4 Min Read

The History of Memes

(or me-mes, or mémés): Where have they come from?


For those who don’t know a meme is a concept, usually humorous, that rapidly goes viral. A meme can take multiple forms, images, GIFs, videos, et cetera. Let’s compare the horoscopes meme or tag yourself meme to ‘BITCH ME TOO.’ Entirely different mediums but they are still considered memes. Memes can also be shared in a singular community or throughout multiple, the later usually being more popular. 

Interestingly, memes are not exclusive to the internet, nor was the term made in relation to internet humour. The term meme was first coined in 1976 in relation to biology and anthropology. The neologism was first used by evolutionary biologist Richard Dawkins in his book The Selfish Gene. Dawkins describes a meme as any idea that would influence a culture. Anthropologically, a meme is passed on from one person to another, most commonly within a singular culture but can travel into other cultures.

One of the best examples of a meme, which predates the internet, would be the games we played as children, such as ‘Patty Cakes’ or ‘Ground is Lava’ or ‘I Spy’. Each one of these games has some form of cultural significance, and we know about them because of how they were passed from kid to kid or from kid to adult to kid. 

Dawkins argues that evolution is a meme. Possibly the most important meme we have. 

Other examples of memes include fashion trends, such as perms or shoulder pads; slang; hit songs. (Common examples include: ‘Happy Birthday’ or ‘Ring a Ring o’ Rosie’.)Other phenomenon such as the Cool S, graffting toilet stalls and dad jokes are all memes. 

When asked in an interview about the adoption of his term by the internet, Dawkins said this came as no surprise considering the internet was the ideal environment for memes. 

It can be argued that the first meme was the ‘Dancing Baby’ – an animated baby that danced along to any music. Although, memes could easily predate the ‘Dancing Baby’. ‘Dancing Baby’ was one of the largest viral videos of the late 90s. Since the 90s, memes have become a vital part of internet culture. 

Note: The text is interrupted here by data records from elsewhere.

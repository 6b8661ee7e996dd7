//! Shared types for the chatsh conversation state and interaction ledger.

mod conversation;
mod interaction;

pub use conversation::*;
pub use interaction::*;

An issue with the evolution of memes being so random is their unpredictability. There is no way to guess what the next meme will be or how memes will change in the coming months. You also never know how long a meme is going to last.

However, it is quite clear to see that as meme culture grows, the average life span of memes seem to degrade. This isn’t true for all memes, but in recent years a meme is lucky to survive a week in cycle. The ‘you know I had to do it to em’ meme has been around since 2014 but ‘left shark’ lasted maybe two days (RIP). 

There is also the question of what will become a meme and what won’t? A large number of memes are influenced by pop culture (‘Dark Kermit’, ‘Miss Vanjie’) or political statements (‘Change my Mind’). However, almost anything could become a meme, like ‘Damn Daniel.’

When it really comes down to it, asking how memes have evolved isn’t the right question. It’s why memes have evolved? Simply, communication. Ultimately a meme is a form of communication, a way of expressing emotion. Memes have evolved to become far more relatable. They spread political propaganda, can be used as advertisement, discuss fundamental issues or just make light of serious issues.